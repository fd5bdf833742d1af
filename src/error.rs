use std::io;
use thiserror::Error;

#[derive(Error, Debug)]
pub enum SearchError {
    #[error("IO error: {0}")]
    Io(#[from] io::Error),

    #[error("invalid input: {0}")]
    InvalidInput(String),

    #[error("invalid symbol '{symbol}' at position {position}")]
    InvalidSymbol { position: usize, symbol: char },

    #[error("invalid file format: {0}")]
    InvalidFileFormat(String),

    #[error("data error: {0}")]
    DataError(String),

    #[error("scan cancelled")]
    Cancelled,
}

/// Type alias for Result with SearchError
pub type Result<T> = std::result::Result<T, SearchError>;

impl SearchError {
    /// Create a new InvalidInput error
    pub fn invalid_input(message: impl Into<String>) -> Self {
        SearchError::InvalidInput(message.into())
    }

    /// Create a new InvalidSymbol error
    pub fn invalid_symbol(position: usize, symbol: char) -> Self {
        SearchError::InvalidSymbol { position, symbol }
    }
}
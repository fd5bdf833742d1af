use pssm_search::alphabet::Nucleotide;
use pssm_search::error::SearchError;
use pssm_search::pssm::{Background, ScoringMatrix};

#[test]
fn test_matrix_dimensions_and_finite_entries() {
    let sites = ["ACGT", "ACGT", "TGCA"];
    let matrix = ScoringMatrix::from_sites(&sites, None).unwrap();
    assert_eq!(matrix.len(), 4);

    for pos in 0..matrix.len() {
        for base in Nucleotide::ALL {
            assert!(matrix.score(base, pos).is_finite());
        }
    }
}

#[test]
fn test_single_site_still_finite() {
    // the pseudocount prevents log(0) even with one instance
    let matrix = ScoringMatrix::from_sites(&["ACGT"], None).unwrap();
    for pos in 0..matrix.len() {
        for base in Nucleotide::ALL {
            assert!(matrix.score(base, pos).is_finite());
        }
    }
}

#[test]
fn test_empty_site_set_is_invalid_input() {
    let sites: [&str; 0] = [];
    let err = ScoringMatrix::from_sites(&sites, None).unwrap_err();
    assert!(matches!(err, SearchError::InvalidInput(_)));
}

#[test]
fn test_mismatched_site_lengths_are_invalid_input() {
    let err = ScoringMatrix::from_sites(&["ACGT", "ACG"], None).unwrap_err();
    assert!(matches!(err, SearchError::InvalidInput(_)));
}

#[test]
fn test_zero_length_sites_are_invalid_input() {
    let err = ScoringMatrix::from_sites(&["", ""], None).unwrap_err();
    assert!(matches!(err, SearchError::InvalidInput(_)));
}

#[test]
fn test_bad_symbol_in_site_is_reported_with_position() {
    let err = ScoringMatrix::from_sites(&["ACNT"], None).unwrap_err();
    match err {
        SearchError::InvalidSymbol { position, symbol } => {
            assert_eq!(position, 2);
            assert_eq!(symbol, 'N');
        }
        other => panic!("unexpected error: {other:?}"),
    }
}

#[test]
fn test_sites_are_case_insensitive() {
    let upper = ScoringMatrix::from_sites(&["ACGT", "ACGT"], None).unwrap();
    let lower = ScoringMatrix::from_sites(&["acgt", "ACgt"], None).unwrap();
    assert_eq!(upper, lower);
}

#[test]
fn test_known_scores_under_uniform_background() {
    // three identical sites: count 3 + 0.25 pseudocount over total 4,
    // so score(A) = log2((3.25/4) / 0.25) = log2(3.25) at every position
    let matrix = ScoringMatrix::from_sites(&["AAAA", "AAAA", "AAAA"], None).unwrap();
    let expected = 3.25f64.log2();
    for pos in 0..4 {
        assert!((matrix.score(Nucleotide::A, pos) - expected).abs() < 1e-12);
    }
    assert!((matrix.max_score() - 4.0 * expected).abs() < 1e-12);
}

#[test]
fn test_background_is_normalized() {
    let background = Background::new([1.0, 1.0, 1.0, 1.0]).unwrap();
    assert!((background.frequency(Nucleotide::A) - 0.25).abs() < 1e-12);

    let skewed = Background::new([0.2, 0.4, 0.4, 0.2]).unwrap();
    assert!((skewed.frequency(Nucleotide::C) - 1.0 / 3.0).abs() < 1e-12);
}

#[test]
fn test_background_rejects_nonpositive_frequencies() {
    assert!(Background::new([0.0, 0.25, 0.25, 0.5]).is_err());
    assert!(Background::new([-0.1, 0.4, 0.4, 0.3]).is_err());
}

#[test]
fn test_reverse_complement_permutes_rows_and_columns() {
    let matrix = ScoringMatrix::from_sites(&["AACG", "AATG", "CACG"], None).unwrap();
    let rc = matrix.reverse_complement();
    let length = matrix.len();
    for pos in 0..length {
        for base in Nucleotide::ALL {
            assert_eq!(
                rc.score(base, pos),
                matrix.score(base.complement(), length - 1 - pos)
            );
        }
    }
}

#[test]
fn test_reverse_complement_round_trip() {
    let matrix = ScoringMatrix::from_sites(&["ACGTT", "TCGTA", "ACGAA"], None).unwrap();
    assert_eq!(matrix.reverse_complement().reverse_complement(), matrix);
}
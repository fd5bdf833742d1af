//! Fast PSSM construction and genome-scale binding site search in Rust

pub mod alphabet;
pub mod error;
pub mod fasta;
pub mod pssm;
pub mod rank;
pub mod scan;
pub mod types;

pub use error::{Result, SearchError};
pub use pssm::{Background, ScoringMatrix};
pub use scan::{par_scan, scan, scan_with_cancel, HitIter};
pub use types::{Hit, ScanOptions, Strand};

§

Set down the data once more, word for word.

repository fd5bdf833742d1af
filename src/error.rs
use std::io;
use thiserror::Error;

#[derive(Error, Debug)]
pub enum SearchError {
    #[error("IO error: {0}")]
    Io(#[from] io::Error),

    #[error("invalid input: {0}")]
    InvalidInput(String),

    #[error("invalid symbol '{symbol}' at position {position}")]
    InvalidSymbol { position: usize, symbol: char },

    #[error("invalid file format: {0}")]
    InvalidFileFormat(String),

    #[error("data error: {0}")]
    DataError(String),

    #[error("scan cancelled")]
    Cancelled,
}

/// Type alias for Result with SearchError
pub type Result<T> = std::result::Result<T, SearchError>;

impl SearchError {
    /// Create a new InvalidInput error
    pub fn invalid_input(message: impl Into<String>) -> Self {
        SearchError::InvalidInput(message.into())
    }

    /// Create a new InvalidSymbol error
    pub fn invalid_symbol(position: usize, symbol: char) -> Self {
        SearchError::InvalidSymbol { position, symbol }
    }
}
repository fd5bdf833742d1af
use pssm_search::alphabet::Nucleotide;
use pssm_search::error::SearchError;
use pssm_search::pssm::{Background, ScoringMatrix};

#[test]
fn test_matrix_dimensions_and_finite_entries() {
    let sites = ["ACGT", "ACGT", "TGCA"];
    let matrix = ScoringMatrix::from_sites(&sites, None).unwrap();
    assert_eq!(matrix.len(), 4);

    for pos in 0..matrix.len() {
        for base in Nucleotide::ALL {
            assert!(matrix.score(base, pos).is_finite());
        }
    }
}

#[test]
fn test_single_site_still_finite() {
    // the pseudocount prevents log(0) even with one instance
    let matrix = ScoringMatrix::from_sites(&["ACGT"], None).unwrap();
    for pos in 0..matrix.len() {
        for base in Nucleotide::ALL {
            assert!(matrix.score(base, pos).is_finite());
        }
    }
}

#[test]
fn test_empty_site_set_is_invalid_input() {
    let sites: [&str; 0] = [];
    let err = ScoringMatrix::from_sites(&sites, None).unwrap_err();
    assert!(matches!(err, SearchError::InvalidInput(_)));
}

#[test]
fn test_mismatched_site_lengths_are_invalid_input() {
    let err = ScoringMatrix::from_sites(&["ACGT", "ACG"], None).unwrap_err();
    assert!(matches!(err, SearchError::InvalidInput(_)));
}

#[test]
fn test_zero_length_sites_are_invalid_input() {
    let err = ScoringMatrix::from_sites(&["", ""], None).unwrap_err();
    assert!(matches!(err, SearchError::InvalidInput(_)));
}

#[test]
fn test_bad_symbol_in_site_is_reported_with_position() {
    let err = ScoringMatrix::from_sites(&["ACNT"], None).unwrap_err();
    match err {
        SearchError::InvalidSymbol { position, symbol } => {
            assert_eq!(position, 2);
            assert_eq!(symbol, 'N');
        }
        other => panic!("unexpected error: {other:?}"),
    }
}

#[test]
fn test_sites_are_case_insensitive() {
    let upper = ScoringMatrix::from_sites(&["ACGT", "ACGT"], None).unwrap();
    let lower = ScoringMatrix::from_sites(&["acgt", "ACgt"], None).unwrap();
    assert_eq!(upper, lower);
}

#[test]
fn test_known_scores_under_uniform_background() {
    // three identical sites: count 3 + 0.25 pseudocount over total 4,
    // so score(A) = log2((3.25/4) / 0.25) = log2(3.25) at every position
    let matrix = ScoringMatrix::from_sites(&["AAAA", "AAAA", "AAAA"], None).unwrap();
    let expected = 3.25f64.log2();
    for pos in 0..4 {
        assert!((matrix.score(Nucleotide::A, pos) - expected).abs() < 1e-12);
    }
    assert!((matrix.max_score() - 4.0 * expected).abs() < 1e-12);
}

#[test]
fn test_background_is_normalized() {
    let background = Background::new([1.0, 1.0, 1.0, 1.0]).unwrap();
    assert!((background.frequency(Nucleotide::A) - 0.25).abs() < 1e-12);

    let skewed = Background::new([0.2, 0.4, 0.4, 0.2]).unwrap();
    assert!((skewed.frequency(Nucleotide::C) - 1.0 / 3.0).abs() < 1e-12);
}

#[test]
fn test_background_rejects_nonpositive_frequencies() {
    assert!(Background::new([0.0, 0.25, 0.25, 0.5]).is_err());
    assert!(Background::new([-0.1, 0.4, 0.4, 0.3]).is_err());
}

#[test]
fn test_reverse_complement_permutes_rows_and_columns() {
    let matrix = ScoringMatrix::from_sites(&["AACG", "AATG", "CACG"], None).unwrap();
    let rc = matrix.reverse_complement();
    let length = matrix.len();
    for pos in 0..length {
        for base in Nucleotide::ALL {
            assert_eq!(
                rc.score(base, pos),
                matrix.score(base.complement(), length - 1 - pos)
            );
        }
    }
}

#[test]
fn test_reverse_complement_round_trip() {
    let matrix = ScoringMatrix::from_sites(&["ACGTT", "TCGTA", "ACGAA"], None).unwrap();
    assert_eq!(matrix.reverse_complement().reverse_complement(), matrix);
}
repository fd5bdf833742d1af
//! Fast PSSM construction and genome-scale binding site search in Rust

pub mod alphabet;
pub mod error;
pub mod fasta;
pub mod pssm;
pub mod rank;
pub mod scan;
pub mod types;

pub use error::{Result, SearchError};
pub use pssm::{Background, ScoringMatrix};
pub use scan::{par_scan, scan, scan_with_cancel, HitIter};
pub use types::{Hit, ScanOptions, Strand};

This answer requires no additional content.